Разумеется, всякая попытка классифицировать поэзию по географическому или хронологическому принципу грешит перед главным – перед уникальностью голоса, который, однажды прозвучав, отменяет любые правила, кроме правил собственного дыхания. Тем не менее, именно фигура Ашрафа аль-Ишбили,  севильского поэта и потомственного банщика и изгнанника, завершившего свои дни в Тлемсене, позволяет с особой отчетливостью рассмотреть ту аномалию, которую представляет собой андалусский стих на излёте средневековья: взгляд человека, смотрящего на мир сквозь пар банных испарений – туман бытия, в котором всё зыбко, а граница между телом и духом размыта до полной неразличимости, – и сквозь хрусталь суфийской доктрины, требующей абсолютной ясности.

Рассматриваемый первый цикл семибейтовых строф (четырнадцать строк, организованные в подобие дыхательного цикла) не что иное, как дневник этого двойного зрения. Возьмем ли мы «Пыль на ветру» http://stihi.ru/2026/03/13/6485 – текст, в котором автор растворяет себя настолько, что финальная строка («Ашраф, ты думал, что идёшь за светом? / Ты только тень, и ждёт тебя лишь мгла») звучит уже не как сентенция, а как диагноз, поставленный самому себе при свете коптилки; как скромная точность человека, привыкшего иметь дело с кровопусканием, то есть с опытом опорожнения, при котором выпущенное наружу, оказывается единственным содержимым сосуда по имени «я».

Далее, в «Ночной птице» http://stihi.ru/2026/03/13/6504, мы наблюдаем разительную трансформацию классического мотива: если для бедуинской поэзии ночь была пространством испытания и опасности, то для аль-Ишбили она становится единственной возможной средой обитания души, причём души, понимающей себя именно как звук, как колебание воздуха, которому для существования нужна именно тишина и темнота; строка «и если ты уснёшь – умрёт она» устанавливает чудовищную ответственность бодрствования, превращая жизнь в акт непрерывной перцепции, в бдение, которое страшнее смерти. Характерно, что птица эта не получает награды – «Царь не одарит золотою клеткой», – поскольку в парадигме аль-Ишбили любая награда – это форма заточения, а истинная верность возможна только тому, что не отвечает взаимностью – то есть тьме.

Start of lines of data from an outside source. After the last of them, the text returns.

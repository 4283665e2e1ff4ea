//! PostgreSQL persistence for quiz records.
//!
//! Every record is a JSONB document in one `documents` table, tagged with
//! its collection. The schema lives in the workspace `migrations/`
//! directory and is applied through [`MIGRATOR`].

pub mod pg_document_repository;

pub use pg_document_repository::PgDocumentRepository;

/// Migrations for the document table.
pub static MIGRATOR: sqlx::migrate::Migrator = sqlx::migrate!("../../migrations");
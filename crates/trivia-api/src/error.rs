//! API error types.

use axum::Json;
use axum::http::StatusCode;
use axum::response::{IntoResponse, Response};
use serde::Serialize;
use thiserror::Error;
use tracing::error;
use trivia_core::error::{DomainError, ValidationError};

/// Startup errors for the API server.
#[derive(Debug, Error)]
pub enum AppError {
    /// A required environment variable is missing or invalid.
    #[error("configuration error: {0}")]
    Config(String),

    /// Database connection, pool or migration error.
    #[error("database error: {0}")]
    Database(#[from] sqlx::Error),

    /// Network binding or I/O error.
    #[error("server error: {0}")]
    Server(#[from] std::io::Error),
}

/// JSON body returned for error responses.
#[derive(Debug, Serialize)]
pub struct ErrorBody {
    /// Machine-readable error code.
    pub error: &'static str,
    /// Human-readable error message.
    pub message: String,
}

/// HTTP-layer wrapper around `DomainError` that implements `IntoResponse`.
#[derive(Debug)]
pub struct ApiError(pub DomainError);

impl From<DomainError> for ApiError {
    fn from(err: DomainError) -> Self {
        Self(err)
    }
}

impl From<ValidationError> for ApiError {
    fn from(err: ValidationError) -> Self {
        Self(err.into())
    }
}

impl IntoResponse for ApiError {
    fn into_response(self) -> Response {
        let (status, error_code) = match &self.0 {
            DomainError::RecordNotFound { .. } => (StatusCode::NOT_FOUND, "record_not_found"),
            DomainError::Conflict(_) => (StatusCode::CONFLICT, "conflict"),
            DomainError::Validation(_) => (StatusCode::BAD_REQUEST, "validation_error"),
            DomainError::Provider(_) => (StatusCode::BAD_GATEWAY, "provider_error"),
            DomainError::Infrastructure(_) => {
                (StatusCode::INTERNAL_SERVER_ERROR, "infrastructure_error")
            }
        };

        if status.is_server_error() {
            error!(error = %self.0, "request failed");
        }

        let body = ErrorBody {
            error: error_code,
            message: self.0.to_string(),
        };

        (status, Json(body)).into_response()
    }
}

#[cfg(test)]
mod tests {
    use trivia_core::id::{Collection, RecordId};

    use super::*;

    fn status_of(err: DomainError) -> StatusCode {
        ApiError(err).into_response().status()
    }

    #[test]
    fn test_record_not_found_maps_to_404() {
        assert_eq!(
            status_of(DomainError::RecordNotFound {
                collection: Collection::Games,
                id: RecordId::new(),
            }),
            StatusCode::NOT_FOUND
        );
    }

    #[test]
    fn test_conflict_maps_to_409() {
        assert_eq!(
            status_of(DomainError::Conflict("duplicate".into())),
            StatusCode::CONFLICT
        );
    }

    #[test]
    fn test_validation_maps_to_400() {
        assert_eq!(
            status_of(ValidationError::NoUsersLoaded.into()),
            StatusCode::BAD_REQUEST
        );
    }

    #[test]
    fn test_provider_maps_to_502() {
        assert_eq!(
            status_of(DomainError::Provider("timeout".into())),
            StatusCode::BAD_GATEWAY
        );
    }

    #[test]
    fn test_infrastructure_maps_to_500() {
        assert_eq!(
            status_of(DomainError::Infrastructure("db down".into())),
            StatusCode::INTERNAL_SERVER_ERROR
        );
    }

    #[test]
    fn test_validation_error_converts_through_domain_error() {
        let ApiError(inner) = ValidationError::NoActiveGame.into();

        assert!(matches!(
            inner,
            DomainError::Validation(ValidationError::NoActiveGame)
        ));
    }
}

Особого внимания заслуживает «Старый виночерпий» http://stihi.ru/2026/03/13/6518. В этом тексте хмель трактуется не как бегство от реальности, а как единственный способ эту реальность вынести: «Мне трезвым видеть то, что есть, – грешно». Происшедший переворот суфийской этики, совершённый человеком, ежедневно видевшим обнаженные тела в бане, – тела без социальных масок, тела как таковые, во всей их бренной наготе был неизбежен. Трезвость в таком контексте действительно становится грехом, ведь она обязывает видеть и помнить вещи в их раздельности, в их «так-бытии», тогда как опьянение (будь то вином, любовью или поэзией) возвращает вещам их текучесть, их изначальную связь друг с другом. И когда поэт говорит: «Ашраф, твой ум он тоже – виночерпий, / Разбей кувшин – и станет вновь темно», – он произносит приговор всей рационалистической традиции арабской мысли: ум – лишь служитель и податель напитка, а не источник; разбить кувшин – значит вернуться к до-интеллектуальному мраку, который, однако, для суфия может оказаться более светоносным, чем любой рассудок.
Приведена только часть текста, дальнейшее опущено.